Purpose
Detecting signals of micrometastatic disease in patients with early breast cancer (EBC) could improve risk stratification and allow better tailoring of adjuvant therapies. We previously showed that postoperative serum metabolomic profiles were predictive of relapse in a single-center cohort of estrogen receptor (ER)–negative EBC patients. Here, we investigated this further using preoperative serum samples from ER-positive, pre-menopausal women with EBC who were enrolled in an international phase III trial.
Experimental Design
Proton nuclear magnetic resonance (NMR) spectroscopy of 590 EBC samples (319 with relapse or ≥6 years clinical follow-up) and 109 metastatic breast cancer (MBC) samples was performed. A Random Forest (RF) classification model was built using a training set of 85 EBC and all MBC samples.
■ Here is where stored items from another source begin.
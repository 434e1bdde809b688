//! Rendering of conversion results and country records.

use comfy_table::modifiers::UTF8_ROUND_CORNERS;
use comfy_table::presets::UTF8_FULL_CONDENSED;
use comfy_table::{Attribute, Cell, Color, ContentArrangement, Table};

use ccc_core::{CodeConverter, CodeField, ConvertError, CountryRecord, MissPolicy};

/// Outcome of converting one input code.
#[derive(Debug, Clone, PartialEq, Eq)]
pub struct Conversion {
    pub input: String,
    pub result: Result<String, ConvertError>,
}

/// Convert each code in order with the same fields and policy.
pub fn convert_codes<S: AsRef<str>>(
    converter: &CodeConverter<'_>,
    from: CodeField,
    to: CodeField,
    codes: &[S],
    policy: MissPolicy,
) -> Vec<Conversion> {
    codes
        .iter()
        .map(|code| {
            let input = code.as_ref();
            Conversion {
                input: input.to_string(),
                result: converter.convert(from, to, input, policy),
            }
        })
        .collect()
}

/// Build a table with one row per record, columns in dataset order.
pub fn record_table<'a, I>(records: I) -> Table
where
    I: IntoIterator<Item = &'a CountryRecord>,
{
    let mut table = Table::new();
    table.set_header(CodeField::ALL.iter().map(|field| header_cell(field.label())));
    apply_table_style(&mut table);
    for record in records {
        table.add_row(CodeField::ALL.iter().map(|field| field.get(record)));
    }
    table
}

/// Serialize records as a pretty-printed JSON array.
pub fn records_json<'a, I>(records: I) -> serde_json::Result<String>
where
    I: IntoIterator<Item = &'a CountryRecord>,
{
    let records: Vec<&CountryRecord> = records.into_iter().collect();
    serde_json::to_string_pretty(&records)
}

pub fn apply_table_style(table: &mut Table) {
    table
        .load_preset(UTF8_FULL_CONDENSED)
        .apply_modifier(UTF8_ROUND_CORNERS)
        .set_content_arrangement(ContentArrangement::Dynamic)
        .set_width(80);
}

fn header_cell(label: &str) -> Cell {
    Cell::new(label)
        .fg(Color::Cyan)
        .add_attribute(Attribute::Bold)
}

#[cfg(test)]
mod tests {
    use super::*;

    #[test]
    fn table_has_one_row_per_record() {
        let records = [
            CountryRecord::new("US", "USA", "840", ".us", "USA"),
            CountryRecord::new("CA", "CAN", "124", ".ca", "CAN"),
        ];
        let mut table = record_table(&records);
        assert_eq!(table.column_count(), 5);
        assert_eq!(table.row_iter().count(), 2);
    }
}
The model was then applied to a test set of 234 EBC samples, and a risk of recurrence score was generated on the basis of the likelihood of the sample being misclassified as metastatic.
Results
In the training set, the RF model separated EBC from MBC with a discrimination accuracy of 84.9%. In the test set, the RF recurrence risk score correlated with relapse, with an AUC of 0.747 in ROC analysis. Accuracy was maximized at 71.3% (sensitivity, 70.8%; specificity, 71.4%). The model performed independently of age, tumor size, grade, HER2 status and nodal status, and also of Adjuvant! Online risk of relapse score.
Conclusions
In a multicenter group of EBC patients, we developed a model based on preoperative serum metabolomic profiles that was prognostic for disease recurrence, independent of traditional clinicopathologic risk factors.